'''
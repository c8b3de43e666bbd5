//! Action execution
//!
//! # Ordering
//!
//! Actions run strictly one after another in plan order. Concurrent
//! remediation against one system surface can conflict (a scale-up racing
//! a restart), so this loop is never parallelised.
//!
//! # Failure handling
//!
//! A handler error, a handler panic or a missing handler becomes a
//! `failed` result and the loop moves on. Every attempted action consumes
//! its cooldown, whatever the outcome.

use async_trait::async_trait;
use chrono::{DateTime, Utc};
use futures::FutureExt;
use mend_signal::{ActionKind, RecoveryActionSpec, RecoveryResult};
use mend_store::CooldownStore;
use std::collections::HashMap;
use std::panic::AssertUnwindSafe;
use std::sync::Arc;
use std::time::Instant;

use crate::clock::Clock;
use crate::error::HandlerError;
use crate::gate::Gated;

/// External remediation handler for one action kind
///
/// Implement this trait to perform the actual restart, scale-up, cache
/// flush or failover. The orchestrator only decides *that* it runs.
#[async_trait]
pub trait RemediationHandler: Send + Sync {
    /// Run `kind` against `target`, returning structured output
    async fn execute(&self, kind: &ActionKind, target: &str) -> Result<serde_json::Value, HandlerError>;
}

/// Handlers addressed by action kind
///
/// Custom kinds are registered under `ActionKind::Custom(name)`, so each
/// custom name gets its own handler.
#[derive(Clone, Default)]
pub struct HandlerRegistry {
    handlers: HashMap<ActionKind, Arc<dyn RemediationHandler>>,
}

impl std::fmt::Debug for HandlerRegistry {
    fn fmt(&self, f: &mut std::fmt::Formatter<'_>) -> std::fmt::Result {
        let mut kinds: Vec<String> = self.handlers.keys().map(ActionKind::name).collect();
        kinds.sort();
        f.debug_struct("HandlerRegistry").field("kinds", &kinds).finish()
    }
}

impl HandlerRegistry {
    /// Empty registry
    #[inline]
    #[must_use]
    pub fn new() -> Self {
        Self::default()
    }

    /// Register (or replace) the handler for `kind`
    #[must_use]
    pub fn with_handler(mut self, kind: ActionKind, handler: Arc<dyn RemediationHandler>) -> Self {
        self.register(kind, handler);
        self
    }

    /// Register (or replace) the handler for `kind`
    pub fn register(&mut self, kind: ActionKind, handler: Arc<dyn RemediationHandler>) {
        if self.handlers.insert(kind.clone(), handler).is_some() {
            tracing::debug!(kind = %kind, "replaced remediation handler");
        }
    }

    /// Handler for `kind`
    #[must_use]
    pub fn get(&self, kind: &ActionKind) -> Option<&Arc<dyn RemediationHandler>> {
        self.handlers.get(kind)
    }

    /// Whether `kind` has a handler
    #[inline]
    #[must_use]
    pub fn supports(&self, kind: &ActionKind) -> bool {
        self.handlers.contains_key(kind)
    }

    /// Number of registered kinds
    #[inline]
    #[must_use]
    pub fn len(&self) -> usize {
        self.handlers.len()
    }

    /// Whether nothing is registered
    #[inline]
    #[must_use]
    pub fn is_empty(&self) -> bool {
        self.handlers.is_empty()
    }
}

fn panic_message(payload: &(dyn std::any::Any + Send)) -> String {
    if let Some(message) = payload.downcast_ref::<&str>() {
        (*message).to_string()
    } else if let Some(message) = payload.downcast_ref::<String>() {
        message.clone()
    } else {
        "non-string panic payload".to_string()
    }
}

fn elapsed_ms(started: Instant) -> u64 {
    u64::try_from(started.elapsed().as_millis()).unwrap_or(u64::MAX)
}

/// Sequential executor
#[derive(Clone)]
pub struct ActionExecutor {
    handlers: HandlerRegistry,
    cooldowns: Arc<dyn CooldownStore>,
    clock: Arc<dyn Clock>,
}

impl std::fmt::Debug for ActionExecutor {
    fn fmt(&self, f: &mut std::fmt::Formatter<'_>) -> std::fmt::Result {
        f.debug_struct("ActionExecutor")
            .field("handlers", &self.handlers)
            .finish_non_exhaustive()
    }
}

impl ActionExecutor {
    /// Create executor
    #[must_use]
    pub fn new(handlers: HandlerRegistry, cooldowns: Arc<dyn CooldownStore>, clock: Arc<dyn Clock>) -> Self {
        Self {
            handlers,
            cooldowns,
            clock,
        }
    }

    /// Registered handlers
    #[inline]
    #[must_use]
    pub fn handlers(&self) -> &HandlerRegistry {
        &self.handlers
    }

    /// Resolve every gated position into a result, in order
    pub async fn execute(&self, gated: Vec<Gated>) -> Vec<RecoveryResult> {
        let mut results = Vec::with_capacity(gated.len());
        for position in gated {
            let result = match position {
                Gated::Skipped(result) => result,
                Gated::Run(action) => self.execute_action(action).await,
            };
            results.push(result);
        }
        results
    }

    /// Run one action with its retries and record its cooldown
    pub async fn execute_action(&self, action: RecoveryActionSpec) -> RecoveryResult {
        let Some(handler) = self.handlers.get(&action.kind).cloned() else {
            let now = self.clock.now();
            let reason = format!("unsupported action kind: {}", action.kind);
            tracing::warn!(action = %action.kind, target = %action.target, "{reason}");
            self.record(&action, now).await;
            return RecoveryResult::failed(action, 0, 0, reason, now);
        };

        let started = Instant::now();
        let max_attempts = action.max_retries.saturating_add(1);
        let mut attempts = 0;
        let mut outcome = Err(HandlerError::failed("not attempted"));

        while attempts < max_attempts {
            attempts += 1;
            outcome = Self::invoke(handler.as_ref(), &action).await;
            match &outcome {
                Ok(_) => break,
                Err(error) => {
                    tracing::warn!(
                        action = %action.kind,
                        target = %action.target,
                        attempt = attempts,
                        max_attempts,
                        %error,
                        "remediation attempt failed"
                    );
                }
            }
        }

        let duration_ms = elapsed_ms(started);
        let finished_at = self.clock.now();
        self.record(&action, finished_at).await;

        match outcome {
            Ok(output) => {
                tracing::info!(
                    action = %action.kind,
                    target = %action.target,
                    attempts,
                    duration_ms,
                    "remediation succeeded"
                );
                RecoveryResult::success(action, duration_ms, attempts, output, finished_at)
            }
            Err(error) => RecoveryResult::failed(action, duration_ms, attempts, error.to_string(), finished_at),
        }
    }

    async fn invoke(
        handler: &dyn RemediationHandler,
        action: &RecoveryActionSpec,
    ) -> Result<serde_json::Value, HandlerError> {
        AssertUnwindSafe(handler.execute(&action.kind, &action.target))
            .catch_unwind()
            .await
            .unwrap_or_else(|payload| Err(HandlerError::Panicked(panic_message(payload.as_ref()))))
    }

    async fn record(&self, action: &RecoveryActionSpec, at: DateTime<Utc>) {
        let key = action.cooldown_key();
        if let Err(error) = self.cooldowns.record_execution(&key, at).await {
            tracing::warn!(key = %key, %error, "failed to record cooldown");
        }
    }
}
'''
Above are the records; please copy exactly their first line and each line after it through the line containing "handler becomes a", and no line after that.

* Answer area
repository c8b3de43e666bbd5
//! Action execution
//!
//! # Ordering
//!
//! Actions run strictly one after another in plan order. Concurrent
//! remediation against one system surface can conflict (a scale-up racing
//! a restart), so this loop is never parallelised.
//!
//! # Failure handling
//!
//! A handler error, a handler panic or a missing handler becomes a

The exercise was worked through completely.